Excerpts from a dataset =
use super::dto::SpeechRequest;
use super::error::TtsServiceError;
use crate::domain::audio::{decode_audio, AudioBuffer, AudioNormalizer, Playback, PlaybackChain};
use crate::infrastructure::audio::AudioOutput;
use crate::infrastructure::repositories::TtsRepository;
use async_trait::async_trait;
use std::sync::Arc;
use tokio::sync::Mutex;

pub struct TtsService {
    tts_repo: Arc<dyn TtsRepository>,
    output: Arc<dyn AudioOutput>,
    normalizer: AudioNormalizer,
    chain: PlaybackChain,
    normalize_by_default: bool,
    current: Mutex<Option<Arc<Playback>>>,
}

impl TtsService {
    pub fn new(
        tts_repo: Arc<dyn TtsRepository>,
        output: Arc<dyn AudioOutput>,
        normalizer: AudioNormalizer,
        chain: PlaybackChain,
        normalize_by_default: bool,
    ) -> Self {
        Self {
            tts_repo,
            output,
            normalizer,
            chain,
            normalize_by_default,
            current: Mutex::new(None),
        }
    }
}

#[async_trait]
pub trait TtsServiceApi: Send + Sync {
    /// Fetch the encoded audio for a request (cached or from the provider)
    async fn synthesize(&self, request: &SpeechRequest) -> Result<Vec<u8>, TtsServiceError>;

    /// Synthesize and decode, normalizing when requested, without playing.
    /// Callbacks can be registered on the returned playback before `play`.
    async fn prepare(&self, request: &SpeechRequest) -> Result<Playback, TtsServiceError>;

    /// Stop the active utterance, if any, then start this one
    async fn play(&self, playback: Playback) -> Result<Arc<Playback>, TtsServiceError>;

    /// `prepare` followed by `play`
    async fn speak(&self, request: &SpeechRequest) -> Result<Arc<Playback>, TtsServiceError>;

    /// Halt the active utterance and release its device
    async fn stop(&self);
}

#[async_trait]
impl TtsServiceApi for TtsService {
    async fn synthesize(&self, request: &SpeechRequest) -> Result<Vec<u8>, TtsServiceError> {
        let text = request.text.trim();
        if text.is_empty() {
            return Err(TtsServiceError::Invalid("Text cannot be empty".to_string()));
        }

        tracing::info!(
            text_length = text.len(),
            voice = ?request.voice,
            "TTS synthesis request"
        );

        self.tts_repo
            .synthesize(request)
            .await
            .map_err(TtsServiceError::Dependency)
    }

    async fn prepare(&self, request: &SpeechRequest) -> Result<Playback, TtsServiceError> {
        let audio = self.synthesize(request).await?;
        let normalize = request.normalize.unwrap_or(self.normalize_by_default);

        let buffer = self.process(audio, normalize).await?;
        Ok(Playback::new(self.output.clone(), buffer))
    }

    async fn play(&self, playback: Playback) -> Result<Arc<Playback>, TtsServiceError> {
        let mut current = self.current.lock().await;
        if let Some(previous) = current.take() {
            previous.stop().await;
        }

        let playback = Arc::new(playback);
        playback.start()?;
        *current = Some(playback.clone());
        Ok(playback)
    }

    async fn speak(&self, request: &SpeechRequest) -> Result<Arc<Playback>, TtsServiceError> {
        let playback = self.prepare(request).await?;
        self.play(playback).await
    }

    async fn stop(&self) {
        let previous = self.current.lock().await.take();
        if let Some(previous) = previous {
            previous.stop().await;
        }
    }
}

impl TtsService {
    /// Decode and, if asked, normalize and run the playback chain.
    /// CPU-bound, so it runs on the blocking pool.
    async fn process(&self, audio: Vec<u8>, normalize: bool) -> Result<AudioBuffer, TtsServiceError> {
        let normalizer = self.normalizer;
        let chain = self.chain;

        tokio::task::spawn_blocking(move || -> Result<AudioBuffer, TtsServiceError> {
            let decoded = decode_audio(&audio)?;
            if !normalize {
                return Ok(decoded);
            }
            let normalized = normalizer.normalize(&decoded);
            Ok(chain.process(&normalized))
        })
        .await
        .map_err(|e| TtsServiceError::Other(anyhow::anyhow!("audio processing task failed: {}", e)))?
    }
}
//! Ringbuffer module for tracking per-group sample history.
//!
//! This module provides a fixed-size ringbuffer for storing `MetricsPoint`
//! entries with predictable memory usage. Eviction of the oldest entry is an
//! O(1) overwrite at the write index.

use serde::{Deserialize, Serialize};

/// One aggregated sample for a software group.
#[derive(Clone, Copy, Debug, Default, PartialEq, Serialize, Deserialize)]
pub struct MetricsPoint {
    /// Sample time in seconds since the Unix epoch.
    #[serde(rename = "t")]
    pub timestamp: f64,
    pub process_count: u64,
    /// Sum of instantaneous CPU percent (local collection only).
    #[serde(rename = "cpu")]
    pub cpu_percent: f64,
    #[serde(rename = "mem")]
    pub memory_bytes: u64,
}

/// A circular buffer for storing metric points with fixed capacity.
#[derive(Clone, Debug)]
pub struct Ringbuffer {
    entries: Vec<MetricsPoint>,
    capacity: usize,
    write_index: usize,
    count: usize,
}

impl Ringbuffer {
    /// Creates a new ringbuffer with the specified capacity.
    ///
    /// A capacity of zero is bumped to one so that `push` never divides by zero.
    pub fn new(capacity: usize) -> Self {
        let capacity = capacity.max(1);
        Self {
            entries: Vec::with_capacity(capacity),
            capacity,
            write_index: 0,
            count: 0,
        }
    }

    /// Pushes a new point into the ringbuffer.
    ///
    /// If the buffer is full, the oldest point will be overwritten.
    pub fn push(&mut self, point: MetricsPoint) {
        if self.entries.len() < self.capacity {
            self.entries.push(point);
        } else {
            self.entries[self.write_index] = point;
        }
        self.write_index = (self.write_index + 1) % self.capacity;

        if self.count < self.capacity {
            self.count += 1;
        }
    }

    /// Returns all points in chronological order (oldest to newest).
    pub fn get_history(&self) -> Vec<MetricsPoint> {
        if self.count == 0 {
            return Vec::new();
        }

        let mut result = Vec::with_capacity(self.count);

        if self.count < self.capacity {
            // Buffer not yet full, entries are in order from 0 to count-1
            result.extend_from_slice(&self.entries[0..self.count]);
        } else {
            // Buffer is full, oldest entry sits at write_index
            result.extend_from_slice(&self.entries[self.write_index..]);
            result.extend_from_slice(&self.entries[0..self.write_index]);
        }

        result
    }

    /// Returns the most recently pushed point.
    pub fn last(&self) -> Option<&MetricsPoint> {
        if self.count == 0 {
            return None;
        }
        let idx = (self.write_index + self.capacity - 1) % self.capacity;
        self.entries.get(idx)
    }

    /// Returns the current number of points in the buffer.
    pub fn len(&self) -> usize {
        self.count
    }

    /// Returns the maximum capacity of the buffer.
    pub fn capacity(&self) -> usize {
        self.capacity
    }

    /// Returns true if the buffer is empty.
    pub fn is_empty(&self) -> bool {
        self.count == 0
    }
}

WHAT TO WORK ON = Whenever a line of the entries contains "order", it counts toward the total; state that total alone.

FINISHED EXERCISE = 2